Cześć, Jezu, obecny w Najświętszym Sakramencie Ołtarza. Jestem radosna, że jestem tutaj z Tobą, Jezu! Dziękuję za Świętą Mszę i Komunię tego poranka oraz za piękny koncert chóralny po Mszy. Jestem wdzięczna Ci za Ultreya wczoraj wieczorem i za świadectwa kandydatów. Chwała Tobie, Panie, że Twój Duch Święty tak widocznie działa w tych dniach. Potrzebujemy Ciebie, Panie. Proszę wylać swój Duch i odnowić twarz ziemi. Panie, dziękuję również za to, że mógłam zobaczyć (imię ukryte) po Mszy. Jej serce jest złamanym bolem, Jezu. Pomóż jej, Panie. Uciechaj ją, Jezu i błogosławiona Matko. Modlę się o spoczynku duszy jej ojca. Panie, proszę daj nam wiele łask w tym okresie wyborczym i poprowadź Twój lud do głosowania za kandydatami prolife. Potrzebujemy Twojej łaski, Panie, aby zdjąć zasłony z naszych oczu i widzieć przez Twe oczy. Panie, dziękuję za (imiona ukryte) i wszystkich tych, którzy są tak wierni, by przychodzić Cię adorować. Wiele z nich jest starszymi, Jezu, i oni są bardzo oddani Tobie. Gdzie byliśmy bez ich modlitw i przykładu? Panie, proszę bądź ze wszystkimi chorymi i tymi, którzy nie znają Twojej miłości. Ujawnij im swoją bliskość i miłość. Pomóż im poznać, że jesteś bliski. Bądź z biskupami, gdy rozpoczynają konferencję, Panie. Poprowadź ich światłem swojego Ducha Świętego. Proszę przyprowadzić wszystkich tych, którzy są daleko od Twojego Kościoła, do domu, Jezu, szczególnie (imiona ukryte) oraz tych, którzy są poza Kościołem, (imiona ukryte). Proszę błogosławić seminarianów i chronić ich. Daj nam więcej powołań i więcej ludzi, którzy słyszą i odpowiadają na Twoje wezwanie.

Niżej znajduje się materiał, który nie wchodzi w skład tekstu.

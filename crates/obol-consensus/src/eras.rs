//! Protocol era predicates.
//!
//! Each kernel protocol revision activates at a fixed switch time per
//! network; v0.6, v14 and v15 were supermajority hardforks and
//! additionally require a height threshold on the previous block.
//! Regtest enables every era unconditionally.
//!
//! The individual predicates are kept for boundary-exact call sites;
//! validation computes an [`EraFlags`] bitset once per block and
//! threads it through, so downstream code never re-derives era truth.

use crate::params::ConsensusParams;
use obol_chain::{BlockId, BlockIndex, BlockIndexArena};
use std::fmt;

/// Protocol switch time of the v0.3 kernel protocol.
pub const PROTOCOL_V03_SWITCH_TIME: u32 = 1_363_800_000;
pub const PROTOCOL_V03_TEST_SWITCH_TIME: u32 = 1_359_781_000;
/// Protocol switch time of the v0.4 kernel protocol.
pub const PROTOCOL_V04_SWITCH_TIME: u32 = 1_399_300_000;
pub const PROTOCOL_V04_TEST_SWITCH_TIME: u32 = 1_395_700_000;
/// Protocol switch time of the v0.5 kernel protocol.
pub const PROTOCOL_V05_SWITCH_TIME: u32 = 1_461_700_000;
pub const PROTOCOL_V05_TEST_SWITCH_TIME: u32 = 1_447_700_000;
/// Protocol switch time of the v0.6 kernel protocol.
/// Supermajority hardfork: the actual fork happens later than the
/// switch time, once the height threshold is crossed.
pub const PROTOCOL_V06_SWITCH_TIME: u32 = 1_513_050_000; // Tue 12 Dec 03:40:00 UTC 2017
pub const PROTOCOL_V06_TEST_SWITCH_TIME: u32 = 1_508_198_400; // Tue 17 Oct 00:00:00 UTC 2017
/// Protocol switch time of the v0.7 kernel protocol.
pub const PROTOCOL_V07_SWITCH_TIME: u32 = 1_552_392_000; // Tue 12 Mar 12:00:00 UTC 2019
pub const PROTOCOL_V07_TEST_SWITCH_TIME: u32 = 1_541_505_600; // Tue 06 Nov 12:00:00 UTC 2018
/// Protocol switch time of the v0.9 kernel protocol.
pub const PROTOCOL_V09_SWITCH_TIME: u32 = 1_591_617_600; // Mon  8 Jun 12:00:00 UTC 2020
pub const PROTOCOL_V09_TEST_SWITCH_TIME: u32 = 1_581_940_800; // Mon 17 Feb 12:00:00 UTC 2020
/// Protocol switch time of the v10 kernel protocol.
pub const PROTOCOL_V10_SWITCH_TIME: u32 = 1_635_768_000; // Mon  1 Nov 12:00:00 UTC 2021
pub const PROTOCOL_V10_TEST_SWITCH_TIME: u32 = 1_625_140_800; // Thu  1 Jul 12:00:00 UTC 2021
/// Protocol switch time of the v12 kernel protocol.
pub const PROTOCOL_V12_SWITCH_TIME: u32 = 1_700_276_331; // Sat 18 Nov 02:58:51 UTC 2023
pub const PROTOCOL_V12_TEST_SWITCH_TIME: u32 = 1_671_060_214; // Wed 14 Dec 11:23:34 UTC 2022
/// Protocol switch time of the v14 kernel protocol.
pub const PROTOCOL_V14_SWITCH_TIME: u32 = 1_717_416_000; // Mon  3 Jun 12:00:00 UTC 2024
pub const PROTOCOL_V14_TEST_SWITCH_TIME: u32 = 1_710_720_000; // Mon 18 Mar 00:00:00 UTC 2024
/// Protocol switch time of the v15 kernel protocol.
pub const PROTOCOL_V15_SWITCH_TIME: u32 = 1_741_780_800; // Wed 12 Mar 12:00:00 UTC 2025
pub const PROTOCOL_V15_TEST_SWITCH_TIME: u32 = 1_734_004_800; // Thu 12 Dec 12:00:00 UTC 2024

/// v0.6 hardfork height thresholds (mainnet, testnet).
const V06_FORK_HEIGHT: u32 = 339_678;
const V06_TEST_FORK_HEIGHT: u32 = 301_251;
/// v14 hardfork height thresholds (mainnet, testnet).
const V14_FORK_HEIGHT: u32 = 770_395;
const V14_TEST_FORK_HEIGHT: u32 = 573_706;
/// v15 hardfork height thresholds (mainnet, testnet).
const V15_FORK_HEIGHT: u32 = 801_330;
const V15_TEST_FORK_HEIGHT: u32 = 612_775;

fn switch_time(params: &ConsensusParams, main: u32, test: u32) -> u32 {
    if params.is_mainnet() {
        main
    } else {
        test
    }
}

/// Whether a coinstake with the given timestamp is subject to the v0.3
/// protocol.
pub fn is_protocol_v03(params: &ConsensusParams, time_coinstake: u32) -> bool {
    params.is_regtest()
        || time_coinstake
            >= switch_time(params, PROTOCOL_V03_SWITCH_TIME, PROTOCOL_V03_TEST_SWITCH_TIME)
}

/// Whether a block with the given timestamp is subject to the v0.4
/// protocol.
pub fn is_protocol_v04(params: &ConsensusParams, time_block: u32) -> bool {
    params.is_regtest()
        || time_block >= switch_time(params, PROTOCOL_V04_SWITCH_TIME, PROTOCOL_V04_TEST_SWITCH_TIME)
}

/// Whether a transaction with the given timestamp is subject to the
/// v0.5 protocol.
pub fn is_protocol_v05(params: &ConsensusParams, time_tx: u32) -> bool {
    params.is_regtest()
        || time_tx >= switch_time(params, PROTOCOL_V05_SWITCH_TIME, PROTOCOL_V05_TEST_SWITCH_TIME)
}

/// Whether a block building on `prev` is subject to the v0.6 protocol.
/// Tested against the previous block index, which is always available.
pub fn is_protocol_v06(params: &ConsensusParams, prev: &BlockIndex) -> bool {
    if params.is_regtest() {
        return true;
    }
    if prev.time < switch_time(params, PROTOCOL_V06_SWITCH_TIME, PROTOCOL_V06_TEST_SWITCH_TIME) {
        return false;
    }
    // soft-forking proof-of-stake is dangerous with a low supermajority:
    // only coindays of upgraded nodes get destroyed after the fork
    let threshold = if params.is_mainnet() {
        V06_FORK_HEIGHT
    } else {
        V06_TEST_FORK_HEIGHT
    };
    prev.height > threshold
}

/// Whether a transaction with the given timestamp is subject to the
/// v0.7 protocol.
pub fn is_protocol_v07(params: &ConsensusParams, time_tx: u32) -> bool {
    params.is_regtest()
        || time_tx >= switch_time(params, PROTOCOL_V07_SWITCH_TIME, PROTOCOL_V07_TEST_SWITCH_TIME)
}

/// Whether the given timestamp is subject to the v0.9 protocol.
pub fn is_protocol_v09(params: &ConsensusParams, time: u32) -> bool {
    params.is_regtest()
        || time >= switch_time(params, PROTOCOL_V09_SWITCH_TIME, PROTOCOL_V09_TEST_SWITCH_TIME)
}

/// Whether the given timestamp is subject to the v10 protocol.
pub fn is_protocol_v10(params: &ConsensusParams, time: u32) -> bool {
    params.is_regtest()
        || time >= switch_time(params, PROTOCOL_V10_SWITCH_TIME, PROTOCOL_V10_TEST_SWITCH_TIME)
}

/// Whether a block building on `prev` is subject to the v12 protocol.
pub fn is_protocol_v12(params: &ConsensusParams, prev: &BlockIndex) -> bool {
    params.is_regtest()
        || prev.time >= switch_time(params, PROTOCOL_V12_SWITCH_TIME, PROTOCOL_V12_TEST_SWITCH_TIME)
}

/// Whether a block building on `prev` is subject to the v14 protocol.
pub fn is_protocol_v14(params: &ConsensusParams, prev: &BlockIndex) -> bool {
    if params.is_regtest() {
        return true;
    }
    if prev.time < switch_time(params, PROTOCOL_V14_SWITCH_TIME, PROTOCOL_V14_TEST_SWITCH_TIME) {
        return false;
    }
    let threshold = if params.is_mainnet() {
        V14_FORK_HEIGHT
    } else {
        V14_TEST_FORK_HEIGHT
    };
    prev.height > threshold
}

/// Whether a block building on `prev` is subject to the v15 protocol.
pub fn is_protocol_v15(params: &ConsensusParams, prev: &BlockIndex) -> bool {
    if params.is_regtest() {
        return true;
    }
    if prev.time < switch_time(params, PROTOCOL_V15_SWITCH_TIME, PROTOCOL_V15_TEST_SWITCH_TIME) {
        return false;
    }
    let threshold = if params.is_mainnet() {
        V15_FORK_HEIGHT
    } else {
        V15_TEST_FORK_HEIGHT
    };
    prev.height > threshold
}

/// A kernel protocol era.
#[derive(Debug, Clone, Copy, PartialEq, Eq)]
#[repr(u32)]
pub enum Era {
    V03 = 0,
    V04 = 1,
    V05 = 2,
    V06 = 3,
    V07 = 4,
    V09 = 5,
    V10 = 6,
    V12 = 7,
    V14 = 8,
    V15 = 9,
}

impl Era {
    const ALL: [Era; 10] = [
        Era::V03,
        Era::V04,
        Era::V05,
        Era::V06,
        Era::V07,
        Era::V09,
        Era::V10,
        Era::V12,
        Era::V14,
        Era::V15,
    ];

    fn bit(self) -> u32 {
        1 << (self as u32)
    }
}

/// The set of active eras for one block, computed once and threaded
/// through validation.
///
/// Time-keyed eras use the block's timestamp; under v0.3+ the
/// coinstake and block timestamps are equal, so one bitset per block
/// is exact for every downstream check.
#[derive(Clone, Copy, Default, PartialEq, Eq)]
pub struct EraFlags(u32);

impl EraFlags {
    /// Compute the era set for a block with timestamp `time` building
    /// on `prev` (`None` for genesis).
    pub fn at(params: &ConsensusParams, prev: Option<&BlockIndex>, time: u32) -> Self {
        let mut flags = 0u32;
        let mut set = |era: Era, active: bool| {
            if active {
                flags |= era.bit();
            }
        };
        set(Era::V03, is_protocol_v03(params, time));
        set(Era::V04, is_protocol_v04(params, time));
        set(Era::V05, is_protocol_v05(params, time));
        set(Era::V07, is_protocol_v07(params, time));
        set(Era::V09, is_protocol_v09(params, time));
        set(Era::V10, is_protocol_v10(params, time));
        let regtest = params.is_regtest();
        set(
            Era::V06,
            prev.map(|p| is_protocol_v06(params, p)).unwrap_or(regtest),
        );
        set(
            Era::V12,
            prev.map(|p| is_protocol_v12(params, p)).unwrap_or(regtest),
        );
        set(
            Era::V14,
            prev.map(|p| is_protocol_v14(params, p)).unwrap_or(regtest),
        );
        set(
            Era::V15,
            prev.map(|p| is_protocol_v15(params, p)).unwrap_or(regtest),
        );
        EraFlags(flags)
    }

    /// Whether the given era is active.
    pub fn contains(self, era: Era) -> bool {
        self.0 & era.bit() != 0
    }
}

impl fmt::Debug for EraFlags {
    fn fmt(&self, f: &mut fmt::Formatter<'_>) -> fmt::Result {
        let active: Vec<&str> = Era::ALL
            .iter()
            .filter(|era| self.contains(**era))
            .map(|era| match era {
                Era::V03 => "V03",
                Era::V04 => "V04",
                Era::V05 => "V05",
                Era::V06 => "V06",
                Era::V07 => "V07",
                Era::V09 => "V09",
                Era::V10 => "V10",
                Era::V12 => "V12",
                Era::V14 => "V14",
                Era::V15 => "V15",
            })
            .collect();
        write!(f, "EraFlags[{}]", active.join(","))
    }
}

/// Count how many of the last `to_check` proof-of-stake ancestors have
/// at least `min_version`, stopping early at `required`.
pub fn how_super_majority(
    arena: &BlockIndexArena,
    start: Option<BlockId>,
    min_version: i32,
    required: u32,
    to_check: u32,
) -> u32 {
    let mut found = 0u32;
    let mut checked = 0u32;
    let mut cursor = start;
    while let Some(id) = cursor {
        if checked >= to_check || found >= required {
            break;
        }
        let index = arena.get(id);
        cursor = index.prev;
        if !index.is_proof_of_stake() {
            continue;
        }
        if index.version >= min_version {
            found += 1;
        }
        checked += 1;
    }
    found
}

/// Whether at least `required` of the last `to_check` proof-of-stake
/// ancestors have `min_version`.
pub fn is_super_majority(
    arena: &BlockIndexArena,
    start: Option<BlockId>,
    min_version: i32,
    required: u32,
    to_check: u32,
) -> bool {
    how_super_majority(arena, start, min_version, required, to_check) >= required
}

„Mój dziecie, widz mnie w słabych i biednych, których do ciebie wysyłam. Odwiedzam cię przez nich.”

Ok, Jezu. Panie, nie widzę słabych i biednych. Czy chodzi o to, że wyślesz ich, Jezu, czy może ominąłem tych, których mówisz, bo jestem za ślepa lub zajęta, by je zobaczyć?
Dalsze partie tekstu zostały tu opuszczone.